[Stored data]
☆ ☆ ☆ ☆
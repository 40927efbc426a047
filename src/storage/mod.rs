//! # Object Storage Seam
//!
//! Narrow get/put interface over the external object-storage service,
//! with idempotent bucket creation. The concrete S3-compatible client
//! lives outside this crate; tests and local development use
//! [`MemoryObjectStore`].

use async_trait::async_trait;
use dashmap::DashMap;

use crate::error::{PlateflowError, Result};

/// Consumed object-storage operations.
#[async_trait]
pub trait ObjectStore: Send + Sync {
    /// Create the bucket if it does not exist. Returns true when it was
    /// created by this call.
    async fn ensure_bucket(&self, bucket: &str) -> Result<bool>;

    async fn put(&self, bucket: &str, key: &str, bytes: Vec<u8>) -> Result<()>;

    async fn get(&self, bucket: &str, key: &str) -> Result<Vec<u8>>;

    async fn exists(&self, bucket: &str, key: &str) -> Result<bool>;
}

/// In-memory object store keyed by (bucket, key).
#[derive(Debug, Default)]
pub struct MemoryObjectStore {
    buckets: DashMap<String, DashMap<String, Vec<u8>>>,
}

impl MemoryObjectStore {
    pub fn new() -> Self {
        Self::default()
    }
}

#[async_trait]
impl ObjectStore for MemoryObjectStore {
    async fn ensure_bucket(&self, bucket: &str) -> Result<bool> {
        if self.buckets.contains_key(bucket) {
            return Ok(false);
        }
        self.buckets.insert(bucket.to_string(), DashMap::new());
        Ok(true)
    }

    async fn put(&self, bucket: &str, key: &str, bytes: Vec<u8>) -> Result<()> {
        self.ensure_bucket(bucket).await?;
        let objects = self.buckets.get(bucket).ok_or_else(|| {
            PlateflowError::storage("put", format!("bucket {bucket} vanished"))
        })?;
        objects.insert(key.to_string(), bytes);
        Ok(())
    }

    async fn get(&self, bucket: &str, key: &str) -> Result<Vec<u8>> {
        let objects = self
            .buckets
            .get(bucket)
            .ok_or_else(|| PlateflowError::storage("get", format!("no such bucket {bucket}")))?;
        let bytes = objects
            .get(key)
            .ok_or_else(|| {
                PlateflowError::storage("get", format!("no such object {bucket}/{key}"))
            })?
            .clone();
        Ok(bytes)
    }

    async fn exists(&self, bucket: &str, key: &str) -> Result<bool> {
        Ok(self
            .buckets
            .get(bucket)
            .map(|objects| objects.contains_key(key))
            .unwrap_or(false))
    }
}

#[cfg(test)]
mod tests {
    use super::*;

    #[tokio::test]
    async fn ensure_bucket_is_idempotent() {
        let store = MemoryObjectStore::new();
        assert!(store.ensure_bucket("images").await.unwrap());
        assert!(!store.ensure_bucket("images").await.unwrap());
    }

    #[tokio::test]
    async fn put_then_get_round_trips() {
        let store = MemoryObjectStore::new();
        store
            .put("results", "exp/nucleus.csv", b"a,b\n1,2\n".to_vec())
            .await
            .unwrap();
        let bytes = store.get("results", "exp/nucleus.csv").await.unwrap();
        assert_eq!(bytes, b"a,b\n1,2\n");
        assert!(store.exists("results", "exp/nucleus.csv").await.unwrap());
        assert!(!store.exists("results", "missing").await.unwrap());
    }

    #[tokio::test]
    async fn get_missing_object_fails() {
        let store = MemoryObjectStore::new();
        store.ensure_bucket("results").await.unwrap();
        assert!(store.get("results", "nope").await.is_err());
        assert!(store.get("missing-bucket", "nope").await.is_err());
    }
}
☆ ☆ ☆ ☆
■ **DIRECTIONS**
Filter the entries down to the lines that hold "exists". Copy those lines.

■ **WORKED SOLUTION**
    async fn exists(&self, bucket: &str, key: &str) -> Result<bool>;
    async fn exists(&self, bucket: &str, key: &str) -> Result<bool> {
        assert!(store.exists("results", "exp/nucleus.csv").await.unwrap());
        assert!(!store.exists("results", "missing").await.unwrap());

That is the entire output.